While I didn't see the changes in the comic market coming, I was prepared for something to change.
Diversity is the best response to change. Flexibility, not depending on one habitat to keep you alive. These thoughts have been at the basis of my planning ever since sports cards gained an 85% share of my store sales and then almost took me out when they plunged.
I'm already headed in the direction I need to go, so the changes in the comic market are manageable as long as they come at slow enough pace that I can morph. It isn't in anyone's interests to pull the rug out from under the entire industry. Not that it couldn't happen. I have no faith in MBA short-term corporate thinking. I've watched TSR nearly destroy RPG's; Topps and Upper Deck nearly destroy sports cards, and quite definitely destroy entertainment cards. I've watch the book publishers give it away to Amazon and Barnes and Nobles; I've seen Marvel and DC decimate the comic market. Over my career, the toy companies have made Walmart the biggest toy seller in the world.
But all this is good for us little independents, right? That's why there are less than 1000 card shops left, why there are only about 3000 record stores, less than 3000 toy stores and less than 3000 game stores, and about 3000 comic shops. I always ask people to think about that. Out of a population of 350,000,000, there are probably only about 15,000 of us who still own businesses that make a living from books, games, toys, cards, records and comics.
O.K. maybe I'm off, but I could be off by double and triple and it's still an amazing thought. The mass market owns the market, folks.
These 15k or so people seem to be the irreducible minimum; those of us too stubborn or too stupid to give up. In bookstores, there is always some starry eyed newcomer to take the place of all the shops that fold. Nevertheless, there were over 7800 indy bookstores just 5 years ago, there are only about 3000 today. But all that exposure at Costco and Walmart and Amazon and Barnes and Nobles and Borders has been good for us, right?
Now -- to hear the comic people talk like that. It's very dispiriting. But I will do what I know is best for the store.
I've made my accommodations with the mass market on books, toys, games and cards. I go around them, or over them, or under them, or whatever it takes.
But much as I appreciate the income from these sidelines, they ARE sidelines, and unlikely to become more than that. I'm well aware that my store has survived because I can sell comics and graphic novels like no one else around here, and I've not been shoved aside by the mass market.

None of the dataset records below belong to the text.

// Trigger registry - owns every trigger definition and the indices derived from them

use chrono::Utc;
use ssm_shared::{ExportMetadata, ExportedConfig, HealthReport, RegistryStats, TriggerEvent};
use std::collections::{BTreeMap, HashMap, HashSet};
use std::sync::{Arc, RwLock, RwLockReadGuard, RwLockWriteGuard};
use tracing::{error, info, warn};

use super::definition::TriggerDefinition;
use super::entity::{entity_key, EntitySchema, SchemaRegistry};
use super::error::{TriggerError, TriggerResult};

#[derive(Debug, Clone, PartialEq, Eq, Hash)]
enum LookupKey {
    Event(TriggerEvent, Option<String>),
    Entity(String),
}

/// Definitions plus derived indices. Indices and the lookup cache hold names
/// only and are rebuilt from `triggers` on every register/unregister.
#[derive(Default)]
struct RegistryIndex {
    triggers: HashMap<String, Arc<TriggerDefinition>>,
    by_event: HashMap<TriggerEvent, Vec<String>>,
    by_entity: HashMap<String, Vec<String>>,
    lookup_cache: HashMap<LookupKey, Vec<String>>,
}

impl RegistryIndex {
    fn remove_from_indexes(&mut self, name: &str) {
        self.by_event.retain(|_, names| {
            names.retain(|n| n != name);
            !names.is_empty()
        });
        self.by_entity.retain(|_, names| {
            names.retain(|n| n != name);
            !names.is_empty()
        });
        self.lookup_cache.clear();
    }

    /// Stable sort by priority so equal priorities keep registration order
    fn sorted_by_priority(&self, names: impl Iterator<Item = String>) -> Vec<String> {
        let mut names: Vec<String> = names.filter(|n| self.triggers.contains_key(n)).collect();
        names.sort_by_key(|n| self.triggers[n].priority());
        names
    }

    fn compute(&self, key: &LookupKey) -> Vec<String> {
        match key {
            LookupKey::Event(event, entity) => {
                let names = self.by_event.get(event).into_iter().flatten().filter(|n| match entity {
                    Some(entity) => entity_key(self.triggers[*n].entity_type()) == *entity,
                    None => true,
                });
                self.sorted_by_priority(names.cloned())
            }
            LookupKey::Entity(entity) => {
                self.sorted_by_priority(self.by_entity.get(entity).into_iter().flatten().cloned())
            }
        }
    }

    fn resolve_enabled(&self, names: &[String]) -> Vec<Arc<TriggerDefinition>> {
        names
            .iter()
            .filter_map(|n| self.triggers.get(n))
            .filter(|t| t.is_enabled())
            .cloned()
            .collect()
    }
}

#[derive(Default)]
pub struct TriggerRegistry {
    index: RwLock<RegistryIndex>,
    schemas: RwLock<SchemaRegistry>,
}

impl TriggerRegistry {
    pub fn new() -> Self {
        Self::default()
    }

    pub fn with_schemas(schemas: SchemaRegistry) -> Self {
        Self {
            index: RwLock::new(RegistryIndex::default()),
            schemas: RwLock::new(schemas),
        }
    }

    fn read(&self) -> RwLockReadGuard<'_, RegistryIndex> {
        self.index.read().unwrap_or_else(|e| e.into_inner())
    }

    fn write(&self) -> RwLockWriteGuard<'_, RegistryIndex> {
        self.index.write().unwrap_or_else(|e| e.into_inner())
    }

    pub fn register_schema(&self, schema: EntitySchema) {
        self.schemas.write().unwrap_or_else(|e| e.into_inner()).register(schema);
    }

    pub fn schema_for(&self, entity_type: &str) -> Option<EntitySchema> {
        self.schemas
            .read()
            .unwrap_or_else(|e| e.into_inner())
            .get(entity_type)
            .cloned()
    }

    /// Field references and assigned values checked against the entity schema.
    /// Entity types without a schema pass unchecked.
    fn schema_errors(&self, definition: &TriggerDefinition) -> Vec<String> {
        let schemas = self.schemas.read().unwrap_or_else(|e| e.into_inner());
        let Some(schema) = schemas.get(definition.entity_type()) else {
            return Vec::new();
        };

        let mut errors: Vec<String> = definition
            .referenced_fields()
            .iter()
            .filter_map(|field| schema.check_field(field).err())
            .map(|e| format!("Trigger '{}': {}", definition.name(), e))
            .collect();

        for (field, value) in definition.field_assignments() {
            if !schema.has_field(&field) {
                continue;
            }
            if let Err(e) = schema.check_value(&field, &value) {
                errors.push(format!("Trigger '{}': {}", definition.name(), e));
            }
        }
        errors
    }

    fn structural_errors(definition: &TriggerDefinition) -> Vec<String> {
        let mut errors = Vec::new();
        if definition.name().trim().is_empty() {
            errors.push("Trigger name is required".to_string());
        }
        if definition.entity_type().trim().is_empty() {
            errors.push("Trigger entity type is required".to_string());
        }
        errors
    }

    /// Register a definition, replacing any definition with the same name.
    pub fn try_register(&self, definition: TriggerDefinition) -> TriggerResult<()> {
        let mut errors = Self::structural_errors(&definition);
        errors.extend(self.schema_errors(&definition));
        if !errors.is_empty() {
            return Err(TriggerError::Registration(errors));
        }

        let name = definition.name().to_string();
        let event = definition.event();
        let entity = entity_key(definition.entity_type());

        let mut index = self.write();
        if index.triggers.remove(&name).is_some() {
            warn!("Trigger '{}' is already registered, replacing it", name);
            index.remove_from_indexes(&name);
        }
        index.by_event.entry(event).or_default().push(name.clone());
        index.by_entity.entry(entity.clone()).or_default().push(name.clone());
        index.triggers.insert(name.clone(), Arc::new(definition));
        index.lookup_cache.clear();

        info!("Registered trigger '{}' for {}.{}", name, entity, event);
        Ok(())
    }

    pub fn register(&self, definition: TriggerDefinition) -> bool {
        match self.try_register(definition) {
            Ok(()) => true,
            Err(e) => {
                error!("{}", e);
                false
            }
        }
    }

    pub fn unregister(&self, name: &str) -> bool {
        let mut index = self.write();
        if index.triggers.remove(name).is_none() {
            return false;
        }
        index.remove_from_indexes(name);
        info!("Unregistered trigger '{}'", name);
        true
    }

    pub fn get(&self, name: &str) -> Option<Arc<TriggerDefinition>> {
        self.read().triggers.get(name).cloned()
    }

    fn lookup(&self, key: LookupKey) -> Vec<Arc<TriggerDefinition>> {
        {
            let index = self.read();
            if let Some(names) = index.lookup_cache.get(&key) {
                return index.resolve_enabled(names);
            }
        }

        let mut index = self.write();
        if !index.lookup_cache.contains_key(&key) {
            let names = index.compute(&key);
            index.lookup_cache.insert(key.clone(), names);
        }
        index.resolve_enabled(&index.lookup_cache[&key])
    }

    /// Enabled triggers for `event` (and `entity_type` when given), ascending by priority.
    pub fn get_triggers_for_event(&self, event: TriggerEvent, entity_type: Option<&str>) -> Vec<Arc<TriggerDefinition>> {
        self.lookup(LookupKey::Event(event, entity_type.map(entity_key)))
    }

    /// Enabled triggers for an entity type across all events, ascending by priority.
    pub fn get_triggers_for_model(&self, entity_type: &str) -> Vec<Arc<TriggerDefinition>> {
        self.lookup(LookupKey::Entity(entity_key(entity_type)))
    }

    /// Sorted by priority, then name
    pub fn get_all_triggers(&self, enabled_only: bool) -> Vec<Arc<TriggerDefinition>> {
        let mut triggers: Vec<Arc<TriggerDefinition>> = self
            .read()
            .triggers
            .values()
            .filter(|t| !enabled_only || t.is_enabled())
            .cloned()
            .collect();
        triggers.sort_by(|a, b| a.priority().cmp(&b.priority()).then_with(|| a.name().cmp(b.name())));
        triggers
    }

    pub fn len(&self) -> usize {
        self.read().triggers.len()
    }

    pub fn is_empty(&self) -> bool {
        self.read().triggers.is_empty()
    }

    fn set_enabled(&self, name: &str, enabled: bool) -> bool {
        let Some(trigger) = self.get(name) else {
            return false;
        };
        trigger.set_enabled(enabled);
        info!("{} trigger '{}'", if enabled { "Enabled" } else { "Disabled" }, name);
        true
    }

    pub fn enable_trigger(&self, name: &str) -> bool {
        self.set_enabled(name, true)
    }

    pub fn disable_trigger(&self, name: &str) -> bool {
        self.set_enabled(name, false)
    }

    fn set_all_enabled(&self, enabled: bool) -> usize {
        let triggers = self.get_all_triggers(false);
        for trigger in &triggers {
            trigger.set_enabled(enabled);
        }
        info!("{} all {} triggers", if enabled { "Enabled" } else { "Disabled" }, triggers.len());
        triggers.len()
    }

    pub fn enable_all(&self) -> usize {
        self.set_all_enabled(true)
    }

    pub fn disable_all(&self) -> usize {
        self.set_all_enabled(false)
    }

    /// Remove every definition
    pub fn clear(&self) {
        *self.write() = RegistryIndex::default();
        info!("Cleared trigger registry");
    }

    pub fn clear_cache(&self) {
        self.write().lookup_cache.clear();
    }

    pub fn get_registry_stats(&self) -> RegistryStats {
        let index = self.read();
        let mut stats = RegistryStats {
            total_triggers: index.triggers.len(),
            ..Default::default()
        };

        for trigger in index.triggers.values() {
            if trigger.is_enabled() {
                stats.enabled_triggers += 1;
            }
            *stats.events.entry(trigger.event().to_string()).or_default() += 1;
            *stats.entity_types.entry(entity_key(trigger.entity_type())).or_default() += 1;
            *stats.priorities.entry(trigger.priority().to_string()).or_default() += 1;
        }
        stats.disabled_triggers = stats.total_triggers - stats.enabled_triggers;
        stats
    }

    /// Serializable snapshot of every definition's policy, sorted by name
    pub fn export_config(&self) -> ExportedConfig {
        let mut triggers: Vec<_> = self.read().triggers.values().map(|t| t.to_config()).collect();
        triggers.sort_by(|a, b| a.name.cmp(&b.name));

        ExportedConfig {
            metadata: ExportMetadata {
                total_count: triggers.len(),
                export_timestamp: Some(Utc::now()),
                exported_by: None,
            },
            triggers,
        }
    }

    /// Register policy-only definitions from an export. Invalid entries are
    /// skipped and reported.
    pub fn import_config(&self, config: &ExportedConfig) -> Vec<String> {
        let mut errors = Vec::new();
        let mut imported = 0;
        for entry in &config.triggers {
            let definition = TriggerDefinition::from_config(entry);
            let problems = self.validate(&definition);
            if !problems.is_empty() {
                errors.extend(problems);
                continue;
            }
            match self.try_register(definition) {
                Ok(()) => imported += 1,
                Err(e) => errors.push(e.to_string()),
            }
        }
        info!("Imported {} of {} triggers", imported, config.triggers.len());
        errors
    }

    /// Validation problems of a definition that is about to be registered
    pub fn validate(&self, definition: &TriggerDefinition) -> Vec<String> {
        let mut errors = Self::structural_errors(definition);

        if let Some(existing) = self.get(definition.name()) {
            if existing.id != definition.id {
                errors.push(format!("Trigger with name '{}' already exists", definition.name()));
            }
        }
        if definition.timeout().is_zero() {
            errors.push("Timeout must be positive".to_string());
        }
        if definition.max_retries() < 0 {
            errors.push("Max retries cannot be negative".to_string());
        }

        errors.extend(self.schema_errors(definition));
        errors
    }

    pub fn health_check(&self) -> HealthReport {
        let index = self.read();
        let mut healthy = true;
        let mut issues = Vec::new();

        let mut seen = HashSet::new();
        let mut duplicates: Vec<&str> = index
            .by_event
            .values()
            .flatten()
            .filter(|n| !seen.insert(n.as_str()))
            .map(String::as_str)
            .collect();
        if !duplicates.is_empty() {
            duplicates.sort();
            duplicates.dedup();
            healthy = false;
            issues.push(format!("Duplicate trigger names detected: {:?}", duplicates));
        }

        let mut orphans: Vec<&str> = index
            .by_event
            .values()
            .chain(index.by_entity.values())
            .flatten()
            .filter(|n| !index.triggers.contains_key(*n))
            .map(String::as_str)
            .collect();
        if !orphans.is_empty() {
            orphans.sort();
            orphans.dedup();
            healthy = false;
            issues.push(format!("Orphaned triggers in indexes: {:?}", orphans));
        }

        let mut failing: Vec<&str> = index
            .triggers
            .values()
            .filter(|t| {
                let stats = t.stats();
                stats.failure_count > stats.success_count
            })
            .map(|t| t.name())
            .collect();
        if !failing.is_empty() {
            failing.sort();
            issues.push(format!("Triggers with high failure rate: {:?}", failing));
        }

        HealthReport { healthy, issues }
    }

    /// Registered names per event, for diagnostics
    pub fn event_index(&self) -> BTreeMap<String, Vec<String>> {
        self.read()
            .by_event
            .iter()
            .map(|(event, names)| (event.to_string(), names.clone()))
            .collect()
    }
}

Do I think comics in the mass market will work? Maybe, but probably not. By the time they figure that out, it may be too late for the direct market. It could be like sports cards, where sales skyrocketed in the mass market for several years after my sales started to decline, and then began their long slow inexorable crash. As they crashed out of the mass market, there was very little independent infrastructure remaining to pick up the slack.
You destroy your base of support at your peril.
Predictably, most of the commentators I've read think that exposure of comics to the mass market is just dandy. Most of them are non-retailers, but there are many retailers that think this too.
I think they're foolish. But I'm not going to argue the point. This argument has been going on for 20 years, and all I know is that I have survived and even thrived with the thought that the mass market isn't my friend.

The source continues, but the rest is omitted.